### ASSIGNED TASK
Reproduce, character for character, the entries from their opening line through the line with "every item passes".

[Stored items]

....................

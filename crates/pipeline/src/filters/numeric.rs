//! Threshold filters on numeric attributes.
//!
//! Used for "at least N minutes read", "rating 4+", and the shop's price
//! range slider.

use crate::traits::Filter;
use catalog::Item;

/// Removes items whose numeric field is below a minimum.
///
/// ## Algorithm
/// 1. A minimum of exactly zero (or NaN) is treated as unset: every item passes
/// 2. Otherwise keep the item only if its value is `>= minimum`, negative minimums included
/// 3. An item without the field, or with a NaN value, is dropped
pub struct MinimumValueFilter {
    field: String,
    minimum: f64,
}

impl MinimumValueFilter {
    /// Create a new MinimumValueFilter.
    ///
    /// # Arguments
    /// * `field` - Numeric attribute to check (e.g. `readTime`, `rating`)
    /// * `minimum` - Inclusive lower bound
    pub fn new(field: impl Into<String>, minimum: f64) -> Self {
        Self {
            field: field.into(),
            minimum,
        }
    }

    fn is_unset(&self) -> bool {
        self.minimum.is_nan() || self.minimum == 0.0
    }
}

impl Filter for MinimumValueFilter {
    fn name(&self) -> &str {
        "MinimumValueFilter"
    }

    fn matches(&self, item: &Item) -> bool {
        if self.is_unset() {
            return true;
        }
        item.number(&self.field).is_some_and(|v| v >= self.minimum)
    }
}

/// Removes items whose numeric field is above a maximum.
///
/// A NaN maximum is treated as unset. An item without the field is dropped.
pub struct MaximumValueFilter {
    field: String,
    maximum: f64,
}

impl MaximumValueFilter {
    pub fn new(field: impl Into<String>, maximum: f64) -> Self {
        Self {
            field: field.into(),
            maximum,
        }
    }
}

impl Filter for MaximumValueFilter {
    fn name(&self) -> &str {
        "MaximumValueFilter"
    }

    fn matches(&self, item: &Item) -> bool {
        if self.maximum.is_nan() {
            return true;
        }
        item.number(&self.field).is_some_and(|v| v <= self.maximum)
    }
}
//! Filter implementations for the catalog pipeline.
//!
//! This module contains all the concrete filter implementations
//! that can be composed into a FilterPipeline.

pub mod category;
pub mod flag;
pub mod numeric;
pub mod text_search;

// Re-export for convenience
pub use category::CategoryFilter;
pub use flag::FlagFilter;
pub use numeric::{MaximumValueFilter, MinimumValueFilter};
pub use text_search::TextSearchFilter;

....................

### WRITTEN ANSWER
filename crates/pipeline/src/filters/numeric.rs
//! Threshold filters on numeric attributes.
//!
//! Used for "at least N minutes read", "rating 4+", and the shop's price
//! range slider.

use crate::traits::Filter;
use catalog::Item;

/// Removes items whose numeric field is below a minimum.
///
/// ## Algorithm
/// 1. A minimum of exactly zero (or NaN) is treated as unset: every item passes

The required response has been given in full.